== WORK INSTRUCTION ==
I need each line of the entries below that includes the string "insert".
··········
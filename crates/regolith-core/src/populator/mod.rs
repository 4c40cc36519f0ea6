//! Per-chunk population steps
//!
//! A populator places one category of content (flowers, ice spikes, random
//! blocks) into a freshly generated chunk. Populator values are immutable
//! configuration built through validating builders; placement draws all
//! randomness from the RNG handed to [`Populator::populate`], so a chunk's
//! content is fully determined by that stream.

mod big_mushroom;
mod double_plant;
mod flowers;
mod ice_spike;
mod random_block;
mod random_object;
mod shrub;

pub use big_mushroom::{BigMushroom, BigMushroomBuilder};
pub use double_plant::{DoublePlant, DoublePlantBuilder};
pub use flowers::{Flowers, FlowersBuilder};
pub use ice_spike::{IceSpike, IceSpikeBuilder};
pub use random_block::{PlacementTarget, RandomBlock, RandomBlockBuilder};
pub use random_object::{ObjectTemplate, RandomObject, RandomObjectBuilder};
pub use shrub::{Shrub, ShrubBuilder};

use crate::chunk::{Chunk, CHUNK_SIZE};
use crate::weighted::TableError;
use rand::RngCore;
use thiserror::Error;

/// Errors returned by populator builders for missing or invalid fields
#[derive(Clone, Copy, Debug, Error, PartialEq)]
pub enum BuildError {
    #[error("required field `{0}` was not set")]
    MissingField(&'static str),
    #[error("`{0}` requires at least one weighted entry")]
    EmptyTypes(&'static str),
    #[error("chance must be within [0, 1], got {0}")]
    InvalidChance(f64),
    #[error("height range is invalid: min {min} > max {max}")]
    InvalidHeightRange { min: f32, max: f32 },
    #[error(transparent)]
    Table(#[from] TableError),
}

/// A per-chunk world-generation step placing one category of content
///
/// Populator values hold no mutable state; population of distinct chunks may
/// run concurrently as long as each call gets its own chunk and RNG.
pub trait Populator: Send + Sync {
    /// Short name used in logs
    fn name(&self) -> &'static str;

    /// Place this populator's content into the chunk
    fn populate(&self, chunk: &mut Chunk, rng: &mut dyn RngCore);
}

/// Find a spot to root vegetation in the given column
///
/// Returns the local Y of the free cell directly above the surface when the
/// surface block is one of `soils`.
pub(crate) fn rooting_spot(chunk: &Chunk, x: usize, soils: &[u16]) -> Option<usize> {
    let surface = chunk.surface_y(x)?;
    if surface + 1 >= CHUNK_SIZE {
        return None;
    }
    if !soils.contains(&chunk.get(x, surface)) {
        return None;
    }
    if !chunk.is_air(x, surface + 1) {
        return None;
    }
    Some(surface + 1)
}

#[cfg(test)]
mod tests {
    use super::*;
    use regolith_blocks::BlockId;

    #[test]
    fn test_rooting_spot_requires_matching_soil() {
        let mut chunk = Chunk::new(0, 0);
        for y in 0..=10 {
            chunk.set(4, y, BlockId::STONE);
        }

        assert_eq!(rooting_spot(&chunk, 4, &[BlockId::GRASS]), None);
        assert_eq!(rooting_spot(&chunk, 4, &[BlockId::STONE]), Some(11));
    }

    #[test]
    fn test_rooting_spot_requires_free_cell_above() {
        let mut chunk = Chunk::new(0, 0);
        for y in 0..=10 {
            chunk.set(4, y, BlockId::GRASS);
        }
        chunk.set(4, 11, BlockId::LOG);

        assert_eq!(rooting_spot(&chunk, 4, &[BlockId::GRASS]), None);
    }

    #[test]
    fn test_rooting_spot_empty_column() {
        let chunk = Chunk::new(0, 0);
        assert_eq!(rooting_spot(&chunk, 0, &[BlockId::GRASS]), None);
    }
}
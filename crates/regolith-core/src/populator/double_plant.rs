//! Double plant placement (two-cell-tall flora)

use crate::amount::VariableAmount;
use crate::chunk::{Chunk, CHUNK_SIZE};
use crate::populator::{rooting_spot, BuildError, Populator};
use crate::weighted::WeightedTable;
use rand::{Rng, RngCore};
use regolith_blocks::{BlockId, DoublePlantKind};
use serde::{Deserialize, Serialize};

/// Scatters two-cell-tall plants across grassy surface cells
#[derive(Clone, Debug, PartialEq, Serialize, Deserialize)]
pub struct DoublePlant {
    plants_per_chunk: VariableAmount,
    plant_types: WeightedTable<DoublePlantKind>,
}

impl DoublePlant {
    pub fn builder() -> DoublePlantBuilder {
        DoublePlantBuilder::default()
    }

    pub fn plants_per_chunk(&self) -> VariableAmount {
        self.plants_per_chunk
    }

    pub fn set_plants_per_chunk(&mut self, count: VariableAmount) {
        self.plants_per_chunk = count;
    }

    pub fn plant_types(&self) -> &WeightedTable<DoublePlantKind> {
        &self.plant_types
    }

    pub fn plant_types_mut(&mut self) -> &mut WeightedTable<DoublePlantKind> {
        &mut self.plant_types
    }
}

impl Populator for DoublePlant {
    fn name(&self) -> &'static str {
        "double_plant"
    }

    fn populate(&self, chunk: &mut Chunk, rng: &mut dyn RngCore) {
        let count = self.plants_per_chunk.get_floored_amount(rng).max(0);

        let mut placed = 0;
        for _ in 0..count {
            let x = rng.gen_range(0..CHUNK_SIZE);
            let Some(spot) = rooting_spot(chunk, x, &[BlockId::GRASS, BlockId::DIRT]) else {
                continue;
            };
            // Both halves must fit; skip columns whose upper cell is taken
            if spot + 1 >= CHUNK_SIZE || !chunk.is_air(x, spot + 1) {
                continue;
            }
            let Some(kind) = self.plant_types.get(rng) else {
                break;
            };
            chunk.set(x, spot, kind.bottom_block_id());
            chunk.set(x, spot + 1, kind.top_block_id());
            placed += 1;
        }

        log::debug!(
            "placed {} double plants in chunk ({}, {})",
            placed,
            chunk.x,
            chunk.y
        );
    }
}

/// Builder for [`DoublePlant`]
#[derive(Clone, Debug, Default)]
pub struct DoublePlantBuilder {
    per_chunk: Option<VariableAmount>,
    types: Vec<(DoublePlantKind, f64)>,
}

impl DoublePlantBuilder {
    /// Number of plants to attempt per chunk
    pub fn per_chunk(mut self, count: VariableAmount) -> Self {
        self.per_chunk = Some(count);
        self
    }

    /// Add a plant variety with a selection weight
    pub fn kind(mut self, kind: DoublePlantKind, weight: f64) -> Self {
        self.types.push((kind, weight));
        self
    }

    /// Drop everything set so far
    pub fn reset(self) -> Self {
        Self::default()
    }

    pub fn build(self) -> Result<DoublePlant, BuildError> {
        let plants_per_chunk = self
            .per_chunk
            .ok_or(BuildError::MissingField("plants_per_chunk"))?;
        if self.types.is_empty() {
            return Err(BuildError::EmptyTypes("plant_types"));
        }

        let mut plant_types = WeightedTable::new();
        for (kind, weight) in self.types {
            plant_types.insert(kind, weight)?;
        }

        Ok(DoublePlant {
            plants_per_chunk,
            plant_types,
        })
    }
}

#[cfg(test)]
mod tests {
    use super::*;
    use crate::rng::chunk_rng;

    fn meadow_chunk() -> Chunk {
        let mut chunk = Chunk::new(0, 0);
        for x in 0..CHUNK_SIZE {
            for y in 0..=20 {
                chunk.set(x, y, if y == 20 { BlockId::GRASS } else { BlockId::DIRT });
            }
        }
        chunk
    }

    #[test]
    fn test_builder_validation() {
        assert_eq!(
            DoublePlant::builder().build().unwrap_err(),
            BuildError::MissingField("plants_per_chunk")
        );
        assert_eq!(
            DoublePlant::builder()
                .per_chunk(VariableAmount::fixed(3.0))
                .build()
                .unwrap_err(),
            BuildError::EmptyTypes("plant_types")
        );
    }

    #[test]
    fn test_both_halves_placed_together() {
        let plants = DoublePlant::builder()
            .per_chunk(VariableAmount::fixed(20.0))
            .kind(DoublePlantKind::Sunflower, 1.0)
            .build()
            .unwrap();

        let mut chunk = meadow_chunk();
        let mut rng = chunk_rng(3, 0, 0);
        plants.populate(&mut chunk, &mut rng);

        let bottoms = chunk.count_of(BlockId::SUNFLOWER);
        let tops = chunk.count_of(BlockId::DOUBLE_PLANT_TOP);
        assert!(bottoms > 0, "no sunflowers placed");
        assert_eq!(bottoms, tops, "orphaned plant halves");

        for x in 0..CHUNK_SIZE {
            for y in 0..CHUNK_SIZE - 1 {
                if chunk.get(x, y) == BlockId::SUNFLOWER {
                    assert_eq!(chunk.get(x, y + 1), BlockId::DOUBLE_PLANT_TOP);
                }
            }
        }
    }

    #[test]
    fn test_skips_obstructed_columns() {
        let plants = DoublePlant::builder()
            .per_chunk(VariableAmount::fixed(40.0))
            .kind(DoublePlantKind::Lilac, 1.0)
            .build()
            .unwrap();

        let mut chunk = meadow_chunk();
        // A canopy one cell above the surface blocks the upper half everywhere
        for x in 0..CHUNK_SIZE {
            chunk.set(x, 22, BlockId::LEAVES);
        }

        let mut rng = chunk_rng(3, 0, 0);
        plants.populate(&mut chunk, &mut rng);
        assert_eq!(chunk.count_of(BlockId::LILAC), 0);
    }
}
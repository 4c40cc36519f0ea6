//! Biome generation settings
//!
//! Bundles everything the generator needs for one biome: the surface height
//! band, the ground cover layers laid beneath the surface, and the populators
//! run over each freshly generated chunk.

use crate::populator::{BuildError, Populator};
use crate::seeded::SeededVariableAmount;
use serde::{Deserialize, Serialize};
use std::fmt;

/// One layer of ground cover under the surface
///
/// The layer depth is a seeded amount whose seed is the block being laid, so
/// a future depth strategy can vary per block without changing this type.
#[derive(Clone, Copy, Debug, PartialEq, Serialize, Deserialize)]
pub struct GroundCoverLayer {
    block: u16,
    depth: SeededVariableAmount<u16>,
}

impl GroundCoverLayer {
    pub fn new(block: u16, depth: SeededVariableAmount<u16>) -> Self {
        Self { block, depth }
    }

    /// Layer of constant depth
    pub fn uniform(block: u16, depth: f64) -> Self {
        Self::new(block, SeededVariableAmount::fixed(depth))
    }

    pub fn block(&self) -> u16 {
        self.block
    }

    pub fn depth(&self) -> &SeededVariableAmount<u16> {
        &self.depth
    }
}

/// Generation parameters for one biome
pub struct BiomeGenerationSettings {
    min_height: f32,
    max_height: f32,
    ground_cover: Vec<GroundCoverLayer>,
    populators: Vec<Box<dyn Populator>>,
}

impl BiomeGenerationSettings {
    pub fn builder() -> BiomeGenerationSettingsBuilder {
        BiomeGenerationSettingsBuilder::default()
    }

    /// Lower bound of the surface height band, in cells above the base level
    pub fn min_height(&self) -> f32 {
        self.min_height
    }

    /// Upper bound of the surface height band
    pub fn max_height(&self) -> f32 {
        self.max_height
    }

    pub fn ground_cover(&self) -> &[GroundCoverLayer] {
        &self.ground_cover
    }

    pub fn populators(&self) -> &[Box<dyn Populator>] {
        &self.populators
    }
}

// Populators are trait objects; print their names instead
impl fmt::Debug for BiomeGenerationSettings {
    fn fmt(&self, f: &mut fmt::Formatter<'_>) -> fmt::Result {
        f.debug_struct("BiomeGenerationSettings")
            .field("min_height", &self.min_height)
            .field("max_height", &self.max_height)
            .field("ground_cover", &self.ground_cover)
            .field(
                "populators",
                &self.populators.iter().map(|p| p.name()).collect::<Vec<_>>(),
            )
            .finish()
    }
}

/// Builder for [`BiomeGenerationSettings`]
pub struct BiomeGenerationSettingsBuilder {
    min_height: f32,
    max_height: f32,
    ground_cover: Vec<GroundCoverLayer>,
    populators: Vec<Box<dyn Populator>>,
}

impl Default for BiomeGenerationSettingsBuilder {
    fn default() -> Self {
        Self {
            min_height: 4.0,
            max_height: 16.0,
            ground_cover: Vec::new(),
            populators: Vec::new(),
        }
    }
}

impl BiomeGenerationSettingsBuilder {
    pub fn min_height(mut self, height: f32) -> Self {
        self.min_height = height;
        self
    }

    pub fn max_height(mut self, height: f32) -> Self {
        self.max_height = height;
        self
    }

    /// Append one ground cover layer; layers apply top-down in insert order
    pub fn ground_cover_layer(mut self, layer: GroundCoverLayer) -> Self {
        self.ground_cover.push(layer);
        self
    }

    pub fn ground_cover_layers(mut self, layers: impl IntoIterator<Item = GroundCoverLayer>) -> Self {
        self.ground_cover.extend(layers);
        self
    }

    /// Append a populator; populators run in insert order
    pub fn populator<P: Populator + 'static>(mut self, populator: P) -> Self {
        self.populators.push(Box::new(populator));
        self
    }

    pub fn boxed_populator(mut self, populator: Box<dyn Populator>) -> Self {
        self.populators.push(populator);
        self
    }

    /// Drop everything set so far
    pub fn reset(self) -> Self {
        Self::default()
    }

    pub fn build(self) -> Result<BiomeGenerationSettings, BuildError> {
        if !self.min_height.is_finite()
            || !self.max_height.is_finite()
            || self.min_height > self.max_height
        {
            return Err(BuildError::InvalidHeightRange {
                min: self.min_height,
                max: self.max_height,
            });
        }

        Ok(BiomeGenerationSettings {
            min_height: self.min_height,
            max_height: self.max_height,
            ground_cover: self.ground_cover,
            populators: self.populators,
        })
    }
}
··········
== SOLUTION ==
            plant_types.insert(kind, weight)?;
    /// Append one ground cover layer; layers apply top-down in insert order
    /// Append a populator; populators run in insert order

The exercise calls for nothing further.